Task goal: Go through the data below line by line and report how many lines contain "encoded", giving only that figure.

══ Dataset records ══

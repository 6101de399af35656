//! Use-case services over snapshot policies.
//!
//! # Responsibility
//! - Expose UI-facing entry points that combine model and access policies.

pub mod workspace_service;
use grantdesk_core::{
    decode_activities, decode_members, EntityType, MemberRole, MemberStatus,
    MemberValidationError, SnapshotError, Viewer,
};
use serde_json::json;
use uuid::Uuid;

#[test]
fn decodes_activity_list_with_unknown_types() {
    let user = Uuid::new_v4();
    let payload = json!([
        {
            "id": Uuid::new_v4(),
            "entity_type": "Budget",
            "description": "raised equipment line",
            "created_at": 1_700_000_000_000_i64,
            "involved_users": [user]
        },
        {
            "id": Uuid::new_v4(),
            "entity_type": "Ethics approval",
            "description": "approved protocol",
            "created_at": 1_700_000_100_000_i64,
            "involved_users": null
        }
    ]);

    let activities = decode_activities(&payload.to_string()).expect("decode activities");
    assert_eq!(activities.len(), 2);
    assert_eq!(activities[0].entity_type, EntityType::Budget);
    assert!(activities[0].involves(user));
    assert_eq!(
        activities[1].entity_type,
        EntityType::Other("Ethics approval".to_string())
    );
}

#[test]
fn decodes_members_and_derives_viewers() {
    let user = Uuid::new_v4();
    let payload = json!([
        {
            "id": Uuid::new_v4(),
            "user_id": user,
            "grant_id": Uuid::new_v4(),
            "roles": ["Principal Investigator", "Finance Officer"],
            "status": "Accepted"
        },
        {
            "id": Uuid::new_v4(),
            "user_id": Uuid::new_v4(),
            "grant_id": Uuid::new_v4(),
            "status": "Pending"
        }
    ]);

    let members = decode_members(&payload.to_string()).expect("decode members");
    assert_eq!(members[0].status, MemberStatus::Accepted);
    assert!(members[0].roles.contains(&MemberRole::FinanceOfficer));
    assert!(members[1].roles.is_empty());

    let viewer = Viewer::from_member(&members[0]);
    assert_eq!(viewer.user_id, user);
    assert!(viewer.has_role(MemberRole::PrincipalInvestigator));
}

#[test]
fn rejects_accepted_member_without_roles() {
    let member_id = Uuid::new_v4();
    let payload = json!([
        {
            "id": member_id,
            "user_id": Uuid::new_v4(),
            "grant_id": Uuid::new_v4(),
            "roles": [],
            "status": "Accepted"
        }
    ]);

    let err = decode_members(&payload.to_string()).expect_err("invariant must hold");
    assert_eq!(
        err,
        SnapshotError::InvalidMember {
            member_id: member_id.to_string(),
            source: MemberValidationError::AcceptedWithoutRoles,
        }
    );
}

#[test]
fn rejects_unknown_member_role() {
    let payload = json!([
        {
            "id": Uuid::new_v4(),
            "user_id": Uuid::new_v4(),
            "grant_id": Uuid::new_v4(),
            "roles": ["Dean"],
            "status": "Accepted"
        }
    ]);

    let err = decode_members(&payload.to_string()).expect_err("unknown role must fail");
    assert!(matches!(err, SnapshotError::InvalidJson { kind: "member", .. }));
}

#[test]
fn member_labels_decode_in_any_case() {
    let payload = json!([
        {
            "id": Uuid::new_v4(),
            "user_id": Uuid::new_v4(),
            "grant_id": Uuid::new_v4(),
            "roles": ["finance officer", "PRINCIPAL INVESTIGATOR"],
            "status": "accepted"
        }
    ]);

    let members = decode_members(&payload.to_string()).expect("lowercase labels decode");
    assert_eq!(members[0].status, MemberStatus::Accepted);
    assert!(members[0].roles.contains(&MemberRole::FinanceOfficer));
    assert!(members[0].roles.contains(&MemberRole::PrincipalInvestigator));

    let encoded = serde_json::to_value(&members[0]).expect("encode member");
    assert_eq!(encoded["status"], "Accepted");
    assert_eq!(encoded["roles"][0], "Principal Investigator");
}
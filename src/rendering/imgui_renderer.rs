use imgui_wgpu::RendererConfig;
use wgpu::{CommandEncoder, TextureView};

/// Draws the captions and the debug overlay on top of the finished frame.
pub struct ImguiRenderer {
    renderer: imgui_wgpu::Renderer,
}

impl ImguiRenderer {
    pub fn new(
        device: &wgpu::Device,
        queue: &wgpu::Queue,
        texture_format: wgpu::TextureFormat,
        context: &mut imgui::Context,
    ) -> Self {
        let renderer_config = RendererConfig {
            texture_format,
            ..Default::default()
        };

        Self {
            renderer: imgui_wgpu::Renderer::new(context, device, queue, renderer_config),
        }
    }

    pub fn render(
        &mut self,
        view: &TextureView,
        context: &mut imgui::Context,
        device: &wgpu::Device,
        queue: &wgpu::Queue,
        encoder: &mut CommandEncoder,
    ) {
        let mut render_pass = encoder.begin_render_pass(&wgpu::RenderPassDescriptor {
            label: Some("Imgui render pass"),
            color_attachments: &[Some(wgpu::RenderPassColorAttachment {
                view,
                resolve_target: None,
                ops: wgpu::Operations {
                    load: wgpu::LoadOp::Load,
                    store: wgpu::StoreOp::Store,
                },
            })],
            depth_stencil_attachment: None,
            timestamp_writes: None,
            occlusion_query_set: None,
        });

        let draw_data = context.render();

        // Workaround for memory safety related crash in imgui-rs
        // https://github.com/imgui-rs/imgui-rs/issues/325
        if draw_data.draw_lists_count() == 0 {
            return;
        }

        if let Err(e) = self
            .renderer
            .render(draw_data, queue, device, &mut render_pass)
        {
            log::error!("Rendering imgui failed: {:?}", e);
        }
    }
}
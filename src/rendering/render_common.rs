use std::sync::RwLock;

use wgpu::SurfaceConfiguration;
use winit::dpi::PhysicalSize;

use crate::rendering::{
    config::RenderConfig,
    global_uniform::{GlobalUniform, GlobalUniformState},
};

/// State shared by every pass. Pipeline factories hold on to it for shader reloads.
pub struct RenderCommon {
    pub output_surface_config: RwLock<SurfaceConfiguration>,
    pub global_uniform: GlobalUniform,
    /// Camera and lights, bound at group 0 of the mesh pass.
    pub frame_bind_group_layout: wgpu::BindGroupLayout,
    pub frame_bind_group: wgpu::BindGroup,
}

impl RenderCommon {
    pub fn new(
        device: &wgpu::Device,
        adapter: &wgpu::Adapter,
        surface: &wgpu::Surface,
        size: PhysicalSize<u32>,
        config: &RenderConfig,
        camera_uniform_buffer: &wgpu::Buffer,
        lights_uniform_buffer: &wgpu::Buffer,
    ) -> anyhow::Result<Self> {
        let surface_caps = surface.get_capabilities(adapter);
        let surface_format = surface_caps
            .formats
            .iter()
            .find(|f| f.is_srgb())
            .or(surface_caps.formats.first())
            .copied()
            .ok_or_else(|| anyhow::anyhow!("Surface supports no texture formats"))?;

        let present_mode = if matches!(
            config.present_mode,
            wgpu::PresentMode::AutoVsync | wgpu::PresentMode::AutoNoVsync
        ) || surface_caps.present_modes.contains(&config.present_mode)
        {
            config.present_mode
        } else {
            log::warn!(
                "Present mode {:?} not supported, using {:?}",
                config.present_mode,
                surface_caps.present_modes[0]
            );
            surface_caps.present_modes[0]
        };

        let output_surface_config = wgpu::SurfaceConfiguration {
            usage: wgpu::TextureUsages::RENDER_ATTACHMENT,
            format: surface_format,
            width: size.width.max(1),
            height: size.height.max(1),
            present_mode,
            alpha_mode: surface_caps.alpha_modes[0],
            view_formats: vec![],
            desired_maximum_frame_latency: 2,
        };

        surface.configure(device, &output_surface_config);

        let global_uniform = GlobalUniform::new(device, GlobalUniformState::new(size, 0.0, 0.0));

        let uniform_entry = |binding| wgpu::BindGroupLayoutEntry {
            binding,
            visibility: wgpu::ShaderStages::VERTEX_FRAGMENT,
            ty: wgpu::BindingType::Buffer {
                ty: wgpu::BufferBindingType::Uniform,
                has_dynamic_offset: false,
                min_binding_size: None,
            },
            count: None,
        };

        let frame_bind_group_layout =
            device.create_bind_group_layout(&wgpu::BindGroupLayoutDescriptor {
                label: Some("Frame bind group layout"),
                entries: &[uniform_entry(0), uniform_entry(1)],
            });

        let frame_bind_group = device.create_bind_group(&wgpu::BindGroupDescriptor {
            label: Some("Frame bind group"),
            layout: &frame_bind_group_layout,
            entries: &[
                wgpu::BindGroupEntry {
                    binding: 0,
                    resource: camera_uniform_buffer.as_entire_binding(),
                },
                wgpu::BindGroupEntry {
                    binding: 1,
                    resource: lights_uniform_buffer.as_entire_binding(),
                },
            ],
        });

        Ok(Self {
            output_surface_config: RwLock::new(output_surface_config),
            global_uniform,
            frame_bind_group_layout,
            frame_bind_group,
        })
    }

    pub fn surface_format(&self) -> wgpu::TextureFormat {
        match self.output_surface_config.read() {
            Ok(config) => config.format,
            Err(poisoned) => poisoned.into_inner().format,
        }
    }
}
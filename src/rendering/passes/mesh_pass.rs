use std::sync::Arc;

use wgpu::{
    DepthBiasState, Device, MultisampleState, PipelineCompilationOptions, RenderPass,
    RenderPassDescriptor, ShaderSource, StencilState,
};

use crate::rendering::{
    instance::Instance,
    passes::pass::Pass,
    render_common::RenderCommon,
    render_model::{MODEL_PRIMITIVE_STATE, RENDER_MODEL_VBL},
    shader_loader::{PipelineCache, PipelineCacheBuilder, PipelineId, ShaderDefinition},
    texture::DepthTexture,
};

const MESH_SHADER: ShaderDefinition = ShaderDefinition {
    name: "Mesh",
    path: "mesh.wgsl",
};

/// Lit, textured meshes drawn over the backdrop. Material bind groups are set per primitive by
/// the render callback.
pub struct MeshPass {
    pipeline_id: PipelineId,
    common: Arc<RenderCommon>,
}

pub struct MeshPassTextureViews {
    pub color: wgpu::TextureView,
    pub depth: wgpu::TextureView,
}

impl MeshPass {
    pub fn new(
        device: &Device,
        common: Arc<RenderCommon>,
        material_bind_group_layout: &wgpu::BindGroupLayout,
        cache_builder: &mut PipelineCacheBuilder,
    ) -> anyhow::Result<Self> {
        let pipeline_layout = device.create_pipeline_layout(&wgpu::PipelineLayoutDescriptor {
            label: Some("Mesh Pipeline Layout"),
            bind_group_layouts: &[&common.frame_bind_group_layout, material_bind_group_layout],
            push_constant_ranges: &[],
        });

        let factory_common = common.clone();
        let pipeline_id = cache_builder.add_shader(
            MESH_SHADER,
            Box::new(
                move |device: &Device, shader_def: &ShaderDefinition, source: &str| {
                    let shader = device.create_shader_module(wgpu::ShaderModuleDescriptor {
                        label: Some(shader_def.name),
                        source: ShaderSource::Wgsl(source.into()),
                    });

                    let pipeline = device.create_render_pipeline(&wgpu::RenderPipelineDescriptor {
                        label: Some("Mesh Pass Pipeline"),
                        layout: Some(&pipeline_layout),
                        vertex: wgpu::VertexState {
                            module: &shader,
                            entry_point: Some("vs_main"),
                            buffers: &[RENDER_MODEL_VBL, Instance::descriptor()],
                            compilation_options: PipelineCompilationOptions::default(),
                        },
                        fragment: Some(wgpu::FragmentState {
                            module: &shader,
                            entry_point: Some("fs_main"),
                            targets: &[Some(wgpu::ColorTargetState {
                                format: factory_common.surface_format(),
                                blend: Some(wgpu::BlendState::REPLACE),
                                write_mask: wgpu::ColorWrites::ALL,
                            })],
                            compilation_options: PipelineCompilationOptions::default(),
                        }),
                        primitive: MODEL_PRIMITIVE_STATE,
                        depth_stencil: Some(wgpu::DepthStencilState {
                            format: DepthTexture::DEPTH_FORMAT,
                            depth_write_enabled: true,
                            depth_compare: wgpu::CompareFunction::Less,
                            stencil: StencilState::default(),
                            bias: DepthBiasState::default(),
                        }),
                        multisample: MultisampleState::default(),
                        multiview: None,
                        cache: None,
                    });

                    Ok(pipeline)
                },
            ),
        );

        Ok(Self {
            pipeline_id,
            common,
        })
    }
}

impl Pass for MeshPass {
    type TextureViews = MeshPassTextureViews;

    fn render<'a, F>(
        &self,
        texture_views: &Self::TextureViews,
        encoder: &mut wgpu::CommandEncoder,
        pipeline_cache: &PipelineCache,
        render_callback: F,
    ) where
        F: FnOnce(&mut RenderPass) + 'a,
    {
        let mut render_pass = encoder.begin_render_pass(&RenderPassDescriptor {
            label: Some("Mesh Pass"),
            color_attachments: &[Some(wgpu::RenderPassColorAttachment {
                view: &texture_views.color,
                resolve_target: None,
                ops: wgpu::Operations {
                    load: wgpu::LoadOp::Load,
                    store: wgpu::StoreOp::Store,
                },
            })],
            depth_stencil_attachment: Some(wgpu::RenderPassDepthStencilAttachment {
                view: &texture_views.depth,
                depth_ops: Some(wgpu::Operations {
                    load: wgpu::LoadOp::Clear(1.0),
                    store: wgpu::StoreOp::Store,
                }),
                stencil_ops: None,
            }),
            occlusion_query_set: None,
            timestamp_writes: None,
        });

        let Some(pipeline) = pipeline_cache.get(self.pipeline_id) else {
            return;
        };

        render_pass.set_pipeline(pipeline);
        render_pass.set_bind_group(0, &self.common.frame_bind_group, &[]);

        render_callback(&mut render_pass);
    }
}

═══

Output for this exercise: 3